From 01 July 2023, authorised psychiatrists will have another therapeutic treatment at their disposal for specific patient populations for whom other treatments have been ineffective.
Aside from the access for patients, this change also offers the Australian pharmaceutical industry a great opportunity to lead the international market regarding the production and manufacture of psychedelic therapeutic products.
How does the industry move forward from regulatory permission to market supply?
Much of the regulatory rhetoric has been centred around the end-users regards prescribing, psychiatrists, and patient access. But making regulatory changes that permit the prescription of new medicines is worthless if there are no products available to fulfil that market need, as we’ve seen with the rescheduling of cannabidiol from Schedule 4 (prescription only) to Schedule 3 (pharmacist only).
Supply to market inevitably needs to be supported by a suitable regulatory framework that permits:
The TGA has confirmed that it will soon announce guidance to support domestic manufacture. It may be a framework similar to that for medicinal cannabis. This should allow manufacture/importation via licences and permitting to supply Authorised Prescribers with unapproved medicines (i.e. not listed on the ARTG).

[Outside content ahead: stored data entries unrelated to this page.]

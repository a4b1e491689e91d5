//! 传输边界上的类型化解码。
//!
//! 上游响应可能是 `{code, message, data}` 信封，也可能是裸值；
//! 这里统一折叠为 `Fetched<T>`，聚合层不再关心响应形状。

use api_contract::{TaskStatusPayload, UpstreamEnvelope};
use serde_json::Value;

/// 单次读取的结果：拿到了值，或按默认值处理。
#[derive(Debug, Clone, Copy, PartialEq)]
pub enum Fetched<T> {
    Value(T),
    /// 响应为空、`data: null` 或无法解析
    Defaulted,
}

impl<T> Fetched<T> {
    /// 从原始响应体解码。
    pub fn decode(body: Value) -> Self
    where
        T: FromPayload,
    {
        match unwrap_envelope(body).and_then(T::from_payload) {
            Some(value) => Fetched::Value(value),
            None => Fetched::Defaulted,
        }
    }

    pub fn is_defaulted(&self) -> bool {
        matches!(self, Fetched::Defaulted)
    }

    pub fn value(self) -> Option<T> {
        match self {
            Fetched::Value(value) => Some(value),
            Fetched::Defaulted => None,
        }
    }

}

impl<T: Default> Fetched<T> {
    pub fn value_or_default(self) -> T {
        self.value().unwrap_or_default()
    }
}

/// 剥离响应信封，返回 `data`（或裸值本身）；空值返回 `None`。
pub fn unwrap_envelope(body: Value) -> Option<Value> {
    let is_envelope = body
        .as_object()
        .is_some_and(|map| map.contains_key("data") || map.contains_key("code"));
    if !is_envelope {
        return (!body.is_null()).then_some(body);
    }
    let envelope: UpstreamEnvelope<Value> = serde_json::from_value(body).ok()?;
    envelope.data.filter(|data| !data.is_null())
}

/// 从已剥离信封的 JSON 值构造具体类型。
pub trait FromPayload: Sized {
    fn from_payload(value: Value) -> Option<Self>;
}

impl FromPayload for f64 {
    fn from_payload(value: Value) -> Option<Self> {
        let number = match value {
            Value::Number(number) => number.as_f64()?,
            Value::String(text) => text.trim().parse::<f64>().ok()?,
            _ => return None,
        };
        number.is_finite().then_some(number)
    }
}

impl FromPayload for u64 {
    fn from_payload(value: Value) -> Option<Self> {
        match value {
            Value::Number(number) => number.as_u64(),
            Value::String(text) => text.trim().parse::<u64>().ok(),
            _ => None,
        }
    }
}

impl FromPayload for bool {
    fn from_payload(value: Value) -> Option<Self> {
        match value {
            Value::Bool(flag) => Some(flag),
            Value::Number(number) => number.as_u64().map(|n| n != 0),
            Value::String(text) => match text.trim() {
                "true" => Some(true),
                "false" => Some(false),
                _ => None,
            },
            _ => None,
        }
    }
}

/// 模拟任务运行状态。
#[derive(Debug, Clone, Copy, Default, PartialEq, Eq)]
pub struct TaskStatus {
    pub meter_running: bool,
    pub sensor_running: bool,
}

impl TaskStatus {
    pub fn any_running(&self) -> bool {
        self.meter_running || self.sensor_running
    }
}

impl FromPayload for TaskStatus {
    fn from_payload(value: Value) -> Option<Self> {
        let payload: TaskStatusPayload = serde_json::from_value(value).ok()?;
        Some(TaskStatus {
            meter_running: payload.meter_running,
            sensor_running: payload.sensor_running,
        })
    }
}

#[cfg(test)]
mod tests {
    use super::*;
    use serde_json::json;

    #[test]
    fn envelope_and_bare_values_decode_alike() {
        assert_eq!(Fetched::<f64>::decode(json!(2.5)), Fetched::Value(2.5));
        assert_eq!(
            Fetched::<f64>::decode(json!({"code": 200, "message": "ok", "data": 2.5})),
            Fetched::Value(2.5)
        );
        assert_eq!(Fetched::<f64>::decode(json!("3.75")), Fetched::Value(3.75));
    }

    #[test]
    fn null_or_garbage_is_defaulted() {
        assert!(Fetched::<f64>::decode(Value::Null).is_defaulted());
        assert!(Fetched::<f64>::decode(json!({"code": 200, "data": null})).is_defaulted());
        assert!(Fetched::<f64>::decode(json!("n/a")).is_defaulted());
        assert!(Fetched::<f64>::decode(json!("NaN")).is_defaulted());
        assert!(Fetched::<f64>::decode(json!([1, 2])).is_defaulted());
    }

    #[test]
    fn plain_object_is_not_an_envelope() {
        let body = json!({"meterRunning": true});
        let status = Fetched::<TaskStatus>::decode(body).value_or_default();
        assert!(status.meter_running);
        assert!(!status.sensor_running);
        assert!(status.any_running());
    }

    #[test]
    fn flags_accept_numeric_and_text() {
        assert_eq!(Fetched::<bool>::decode(json!(1)), Fetched::Value(true));
        assert_eq!(Fetched::<bool>::decode(json!("false")), Fetched::Value(false));
        assert!(Fetched::<u64>::decode(json!(-3)).is_defaulted());
    }
}
//! 上游数据源能力：楼宇配置、设备状态、遥测读数、模拟器状态。
//!
//! - `traits`：数据源接口（`Arc<dyn ...>` 注入）
//! - `fetched`：传输边界的 `Fetched<T>` 解码
//! - `http`：设备服务 / 数据服务的 reqwest 实现
//! - `in_memory`：内存实现（测试与演示）

pub mod error;
pub mod fetched;
pub mod http;
pub mod in_memory;
pub mod traits;

pub use error::SourceError;
pub use fetched::{Fetched, FromPayload, TaskStatus, unwrap_envelope};
pub use http::HttpSources;
pub use in_memory::InMemorySources;
pub use traits::{
    ConfigSource, SimulatorSource, StatusSource, TelemetryField, TelemetrySource,
    config_from_payload,
};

If you decide that you’d like to be part of this exciting new development, PharmOut out will be available to help you navigate the path to licenced distribution; from facility design that meets security, process flow and cleanliness needs, to regulatory support identifying the information and documentation you need to raise and provide for a successful licence application. When you’re ready to take that first step, we’d be happy to talk through your plans with you.
And what about the future?
It’s worth noting that, although the TGA has specified the use of psilocybin and MDMS specifically for post-traumatic stress disorder (PTSD) and psilocybin for treatment-resistant depression (TRD), clinical studies are currently investigating their potential use in many other treatment areas.
With trials currently underway to assess the impact of these compounds on conditions such as obsessive-compulsive disorder, substance dependence, anxiety, anorexia, body dysmorphic disorder, Alzheimer’s, phantom limb pain, and autism, it seems we have a way to go before we will understand the full impact that psilocybin, MDMA et al could have on mental health in our communities.